(What you should do):
Your answer should be an exact copy of the data.
▼
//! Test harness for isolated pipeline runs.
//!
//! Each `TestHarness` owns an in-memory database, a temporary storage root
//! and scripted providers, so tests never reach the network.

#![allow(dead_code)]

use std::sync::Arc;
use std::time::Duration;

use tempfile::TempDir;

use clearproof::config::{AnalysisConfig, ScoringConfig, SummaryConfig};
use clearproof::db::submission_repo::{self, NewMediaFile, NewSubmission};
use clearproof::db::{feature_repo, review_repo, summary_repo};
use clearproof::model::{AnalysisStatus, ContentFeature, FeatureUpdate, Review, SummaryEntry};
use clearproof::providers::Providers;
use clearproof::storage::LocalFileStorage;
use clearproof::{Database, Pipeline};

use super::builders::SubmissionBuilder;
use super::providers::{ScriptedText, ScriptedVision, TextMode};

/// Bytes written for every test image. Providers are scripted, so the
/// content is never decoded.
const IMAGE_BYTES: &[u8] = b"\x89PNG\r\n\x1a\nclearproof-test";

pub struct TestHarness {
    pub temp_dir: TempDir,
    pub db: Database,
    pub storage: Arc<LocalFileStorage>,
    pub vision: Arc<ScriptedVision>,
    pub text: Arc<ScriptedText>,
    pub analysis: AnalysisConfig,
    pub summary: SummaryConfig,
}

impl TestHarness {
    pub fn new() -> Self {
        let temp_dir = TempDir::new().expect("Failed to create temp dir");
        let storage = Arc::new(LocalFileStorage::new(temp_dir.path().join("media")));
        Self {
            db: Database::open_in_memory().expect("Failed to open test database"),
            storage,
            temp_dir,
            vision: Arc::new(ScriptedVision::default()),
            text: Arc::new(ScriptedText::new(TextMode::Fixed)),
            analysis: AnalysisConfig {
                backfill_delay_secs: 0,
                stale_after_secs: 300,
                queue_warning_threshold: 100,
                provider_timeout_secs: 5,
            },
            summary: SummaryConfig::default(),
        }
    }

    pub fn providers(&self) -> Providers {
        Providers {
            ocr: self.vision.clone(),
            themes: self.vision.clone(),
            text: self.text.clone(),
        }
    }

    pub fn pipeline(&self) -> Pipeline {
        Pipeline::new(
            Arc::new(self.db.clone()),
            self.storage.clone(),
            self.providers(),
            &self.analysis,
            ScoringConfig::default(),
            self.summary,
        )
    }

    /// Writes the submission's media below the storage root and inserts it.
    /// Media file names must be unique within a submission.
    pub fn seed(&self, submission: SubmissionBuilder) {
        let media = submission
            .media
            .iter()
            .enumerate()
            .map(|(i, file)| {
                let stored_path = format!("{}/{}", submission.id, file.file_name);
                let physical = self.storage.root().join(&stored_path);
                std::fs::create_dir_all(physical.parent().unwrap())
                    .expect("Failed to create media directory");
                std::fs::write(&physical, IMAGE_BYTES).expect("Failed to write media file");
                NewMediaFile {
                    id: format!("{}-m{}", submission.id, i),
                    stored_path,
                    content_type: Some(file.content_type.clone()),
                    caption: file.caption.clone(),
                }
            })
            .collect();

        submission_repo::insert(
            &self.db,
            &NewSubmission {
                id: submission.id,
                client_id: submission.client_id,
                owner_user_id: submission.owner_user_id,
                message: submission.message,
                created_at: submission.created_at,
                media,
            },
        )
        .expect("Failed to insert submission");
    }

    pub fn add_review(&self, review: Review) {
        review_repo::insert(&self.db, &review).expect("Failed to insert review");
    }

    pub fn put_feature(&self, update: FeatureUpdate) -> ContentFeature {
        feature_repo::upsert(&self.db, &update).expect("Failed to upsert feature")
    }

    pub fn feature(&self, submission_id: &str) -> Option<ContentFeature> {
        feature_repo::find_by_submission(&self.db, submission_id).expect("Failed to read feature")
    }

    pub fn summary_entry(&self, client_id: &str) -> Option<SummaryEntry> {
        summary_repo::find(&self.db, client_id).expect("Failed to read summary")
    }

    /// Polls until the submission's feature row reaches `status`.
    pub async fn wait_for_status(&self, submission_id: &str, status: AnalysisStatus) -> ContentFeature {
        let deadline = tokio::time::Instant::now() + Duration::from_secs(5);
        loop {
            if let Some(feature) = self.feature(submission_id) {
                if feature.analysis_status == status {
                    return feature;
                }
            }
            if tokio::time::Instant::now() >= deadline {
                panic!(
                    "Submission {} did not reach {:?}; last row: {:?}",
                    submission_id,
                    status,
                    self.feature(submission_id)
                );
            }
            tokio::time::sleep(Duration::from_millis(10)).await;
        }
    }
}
▲
(The answer):
//! Test harness for isolated pipeline runs.
//!
//! Each `TestHarness` owns an in-memory database, a temporary storage root
//! and scripted providers, so tests never reach the network.

#![allow(dead_code)]

use std::sync::Arc;
use std::time::Duration;

use tempfile::TempDir;

use clearproof::config::{AnalysisConfig, ScoringConfig, SummaryConfig};
use clearproof::db::submission_repo::{self, NewMediaFile, NewSubmission};
use clearproof::db::{feature_repo, review_repo, summary_repo};
use clearproof::model::{AnalysisStatus, ContentFeature, FeatureUpdate, Review, SummaryEntry};
use clearproof::providers::Providers;
use clearproof::storage::LocalFileStorage;
use clearproof::{Database, Pipeline};

use super::builders::SubmissionBuilder;
use super::providers::{ScriptedText, ScriptedVision, TextMode};

/// Bytes written for every test image. Providers are scripted, so the
/// content is never decoded.
const IMAGE_BYTES: &[u8] = b"\x89PNG\r\n\x1a\nclearproof-test";

pub struct TestHarness {
    pub temp_dir: TempDir,
    pub db: Database,
    pub storage: Arc<LocalFileStorage>,
    pub vision: Arc<ScriptedVision>,
    pub text: Arc<ScriptedText>,
    pub analysis: AnalysisConfig,
    pub summary: SummaryConfig,
}

impl TestHarness {
    pub fn new() -> Self {
        let temp_dir = TempDir::new().expect("Failed to create temp dir");
        let storage = Arc::new(LocalFileStorage::new(temp_dir.path().join("media")));
        Self {
            db: Database::open_in_memory().expect("Failed to open test database"),
            storage,
            temp_dir,
            vision: Arc::new(ScriptedVision::default()),
            text: Arc::new(ScriptedText::new(TextMode::Fixed)),
            analysis: AnalysisConfig {
                backfill_delay_secs: 0,
                stale_after_secs: 300,
                queue_warning_threshold: 100,
                provider_timeout_secs: 5,
            },
            summary: SummaryConfig::default(),
        }
    }

    pub fn providers(&self) -> Providers {
        Providers {
            ocr: self.vision.clone(),
            themes: self.vision.clone(),
            text: self.text.clone(),
        }
    }

    pub fn pipeline(&self) -> Pipeline {
        Pipeline::new(
            Arc::new(self.db.clone()),
            self.storage.clone(),
            self.providers(),
            &self.analysis,
            ScoringConfig::default(),
            self.summary,
        )
    }

    /// Writes the submission's media below the storage root and inserts it.
    /// Media file names must be unique within a submission.
    pub fn seed(&self, submission: SubmissionBuilder) {
        let media = submission
            .media
            .iter()
            .enumerate()
            .map(|(i, file)| {
                let stored_path = format!("{}/{}", submission.id, file.file_name);
                let physical = self.storage.root().join(&stored_path);
                std::fs::create_dir_all(physical.parent().unwrap())
                    .expect("Failed to create media directory");
                std::fs::write(&physical, IMAGE_BYTES).expect("Failed to write media file");
                NewMediaFile {
                    id: format!("{}-m{}", submission.id, i),
                    stored_path,
                    content_type: Some(file.content_type.clone()),
                    caption: file.caption.clone(),
                }
            })
            .collect();

        submission_repo::insert(
            &self.db,
            &NewSubmission {
                id: submission.id,
                client_id: submission.client_id,
                owner_user_id: submission.owner_user_id,
                message: submission.message,
                created_at: submission.created_at,
                media,
            },
        )
        .expect("Failed to insert submission");
    }

    pub fn add_review(&self, review: Review) {
        review_repo::insert(&self.db, &review).expect("Failed to insert review");
    }

    pub fn put_feature(&self, update: FeatureUpdate) -> ContentFeature {
        feature_repo::upsert(&self.db, &update).expect("Failed to upsert feature")
    }

    pub fn feature(&self, submission_id: &str) -> Option<ContentFeature> {
        feature_repo::find_by_submission(&self.db, submission_id).expect("Failed to read feature")
    }

    pub fn summary_entry(&self, client_id: &str) -> Option<SummaryEntry> {
        summary_repo::find(&self.db, client_id).expect("Failed to read summary")
    }

    /// Polls until the submission's feature row reaches `status`.
    pub async fn wait_for_status(&self, submission_id: &str, status: AnalysisStatus) -> ContentFeature {
        let deadline = tokio::time::Instant::now() + Duration::from_secs(5);
        loop {
            if let Some(feature) = self.feature(submission_id) {
                if feature.analysis_status == status {
                    return feature;
                }
            }
            if tokio::time::Instant::now() >= deadline {
                panic!(
                    "Submission {} did not reach {:?}; last row: {:?}",
                    submission_id,
                    status,
                    self.feature(submission_id)
                );
            }
            tokio::time::sleep(Duration::from_millis(10)).await;
        }
    }
}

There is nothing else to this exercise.